Completely unrelated to what this post is about but I just have to ask: have you guys heard of aquafaba? It’s the water that beans and legumes like chickpeas have been soaked and/or cooked in (what we end up throwing out), that, did you know, has the miraculous ability to whip up into frothy peaks just like egg whites?! Vegan wonderland, right? I have seen recipes where it’s replaced eggs in meringues, macarons, mayo and even a very aerated chocolate mousse! Wild. I’m a skeptic though. This new discovery throws up a lot of questions in my head about its nutrient content—what about the phytates? I’ll however save this for another time when I’ve actually researched it a bit more (and when it’s pertinent to the post!) I’ve digressed enough. Now, onto the beef!

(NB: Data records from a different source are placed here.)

//! Typed top-level sections of a dashboard document.
//!
//! Element definitions stay as raw [`Value`]s: their schema depends on the
//! element type and on template expansion, so the loader validates them by
//! hand. Sections the engine does not consume (`inkBoard`, `device`,
//! `screen`, ...) are ignored.

use std::collections::BTreeMap;

use serde::Deserialize;
use serde_yaml::{Mapping, Value};

use crate::dom::NavLocation;

/// The sections of a configuration document the engine reads.
#[derive(Debug, Clone, Default, Deserialize)]
pub struct Document {
    #[serde(default)]
    pub styles: StylesSection,
    #[serde(default)]
    pub templates: Mapping,
    #[serde(default)]
    pub elements: Vec<Value>,
    #[serde(default)]
    pub layouts: Vec<Value>,
    #[serde(default)]
    pub popups: Vec<Value>,
    #[serde(default)]
    pub main_tabs: Option<MainTabsSection>,
}

/// `styles`: token definitions and default style properties.
#[derive(Debug, Clone, Default, Deserialize)]
#[serde(deny_unknown_fields)]
pub struct StylesSection {
    #[serde(default)]
    pub tokens: TokensSection,
    /// Style properties applied to every element below any other layer.
    #[serde(default)]
    pub defaults: Mapping,
}

/// `styles.tokens`.
#[derive(Debug, Clone, Default, Deserialize)]
#[serde(deny_unknown_fields)]
pub struct TokensSection {
    /// Color name to color literal.
    #[serde(default)]
    pub colors: BTreeMap<String, Value>,
    /// Font name to font file.
    #[serde(default)]
    pub fonts: BTreeMap<String, String>,
}

/// `main_tabs`: the tabbed base layout.
#[derive(Debug, Clone, Deserialize)]
#[serde(deny_unknown_fields)]
pub struct MainTabsSection {
    pub tabs: Vec<TabEntry>,
    pub id: Option<String>,
    #[serde(default)]
    pub location: NavLocation,
    /// Bar thickness, an expression against the display.
    pub navigation_size: Option<Value>,
    #[serde(default)]
    pub hide_navigation_bar: bool,
    pub background_color: Option<Value>,
    pub foreground_color: Option<Value>,
    pub outline_color: Option<Value>,
    pub outline_width: Option<Value>,
    pub element_properties: Option<Mapping>,
    /// Applied to the navigation tile of the current tab.
    pub active_properties: Option<Mapping>,
    /// Applied to the navigation tiles of the other tabs.
    pub inactive_properties: Option<Mapping>,
}

impl MainTabsSection {
    /// The style properties set directly on the section.
    pub fn style_mapping(&self) -> Mapping {
        let mut map = Mapping::new();
        let entries = [
            ("background_color", &self.background_color),
            ("foreground_color", &self.foreground_color),
            ("outline_color", &self.outline_color),
            ("outline_width", &self.outline_width),
        ];
        for (key, value) in entries {
            if let Some(value) = value {
                map.insert(Value::from(key), value.clone());
            }
        }
        map
    }
}

/// One tab: the page element, its display name and icon.
#[derive(Debug, Clone, Deserialize)]
#[serde(deny_unknown_fields)]
pub struct TabEntry {
    /// An element reference or an inline element.
    pub element: Value,
    pub name: String,
    pub icon: Option<String>,
}

#[cfg(test)]
mod tests {
    use super::*;

    #[test]
    fn ignores_unconsumed_sections() {
        let doc: Document = serde_yaml::from_str(
            "inkBoard:\n  name: test\ndevice:\n  platform: desktop\nlayouts:\n  - type: Button\n",
        )
        .unwrap();
        assert_eq!(doc.layouts.len(), 1);
        assert!(doc.main_tabs.is_none());
    }

    #[test]
    fn main_tabs_defaults() {
        let doc: Document = serde_yaml::from_str(
            "main_tabs:\n  tabs:\n    - element: home\n      name: Home\n  background_color: white\n",
        )
        .unwrap();
        let tabs = doc.main_tabs.unwrap();
        assert_eq!(tabs.location, NavLocation::Bottom);
        assert!(!tabs.hide_navigation_bar);
        assert_eq!(tabs.tabs[0].name, "Home");
        assert_eq!(tabs.style_mapping().len(), 1);
    }

    #[test]
    fn main_tabs_rejects_unknown_keys() {
        let result: Result<Document, _> =
            serde_yaml::from_str("main_tabs:\n  tabs: []\n  rows: 2\n");
        assert!(result.is_err());
    }

    #[test]
    fn tokens_section() {
        let doc: Document = serde_yaml::from_str(
            "styles:\n  tokens:\n    colors:\n      accent: '#ff0000'\n    fonts:\n      title: Title.ttf\n",
        )
        .unwrap();
        assert!(doc.styles.tokens.colors.contains_key("accent"));
        assert_eq!(doc.styles.tokens.fonts["title"], "Title.ttf");
    }
}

Erachi ularthiyathu is what this ‘dry fry’ is called in Malayalam and is a very popular dish in Keralan cuisine. Cubes of beef are cooked until tender with ground spices and tossed with coconut slivers (not grated like you’d find in other recipes that call for coconut; these are scooped out of its shell and sliced into thin pieces). But really where the magic lies is in the final step where lots of shallots, curry leaves, garlic and shards of ginger are tempered in aromatic coconut oil before being stirred into the beef. Writing this just made my mouth water!
For my birthday last year, a friend sent me a cookbook with some really great Syrian Christian recipes in it along with her family’s recipe for this dish. So it comes as an uncanny coincidence that after procrastinating on this post for so long, I’ve finally managed to have it up today—on her birthday!
Her beef fry called for a ‘meat masala’—a blend of certain distinct spices that’s made and stored specifically for certain dishes (not unlike the garam masala) but since I don’t have my own version of it, I tweaked and added/changed quantities of the other ingredients accordingly. After a little bit of trial and error, this version is the one that I’ve steadied myself on now.
- 500 grams beef, cut into 1/2 inch cubes
- 1 cup shallots, finely chopped
- 5 cloves of garlic, cut into thin rounds
- 2 inch piece of ginger, julienned
- 1 tsp chilli powder
- 3 1/2 tbsp coriander powder
- 1 tsp garam masala
- 1/2 tsp Freshly ground black pepper
- 1/4 tsp turmeric powder
- 3 green chillies, slit lengthwise
- 1/4 cup coconut, cut into long, thin pieces
- 2 tsp vinegar
- 4 sprigs of curry leaves
- 3 tbsp coconut oil
- Salt, to taste
- Add chilli powder, coriander powder and garam masala to a small dry pan under low heat and move it around with a spatula until aromatic, about 1 minute. Make sure to turn off the heat as soon as you start to smell the spices, not any longer, as they will burn very quickly. Retain the pan.
- Tip the spices into a pressure cooker along with the beef, vinegar, salt, turmeric powder and 1 ½ cups of water. Cook on a medium flame until tender (the amount of time will depend on the size and type of pressure cooker you use. Mine is a medium-sized one, and it took about 20 minutes). Alternatively you can cook it in a heavy-bottomed, covered pot. Just make sure to add enough water and check often so the spices don’t catch and burn at the bottom.
- Once the beef is completely tender, place it back on the hob, turn the heat up to high and let most of the water evaporate. You want the pieces to be dry with just the spices clinging to them. Set aside.
- Heat coconut oil in a pan (use the same one you toasted the spices in) and add the shallots. Sauté until well browned, about 2-4 minutes. Add the green chillies, curry leaves, ginger and garlic and toss for another minute. Take it off the heat and add to the beef along with the coconut pieces. Stir well to combine. Serve immediately with rice or Indian breads. Can be made in advance and refrigerated for up to 4 days or frozen for up to a month.
* Any cut of beef that works for slow-cooking (stewing beef) would be suitable to use here.
* Can be made in advance and refrigerated for up to 4 days or frozen for up to a month.
* Adapted from Naomi Varghese and Lathika George.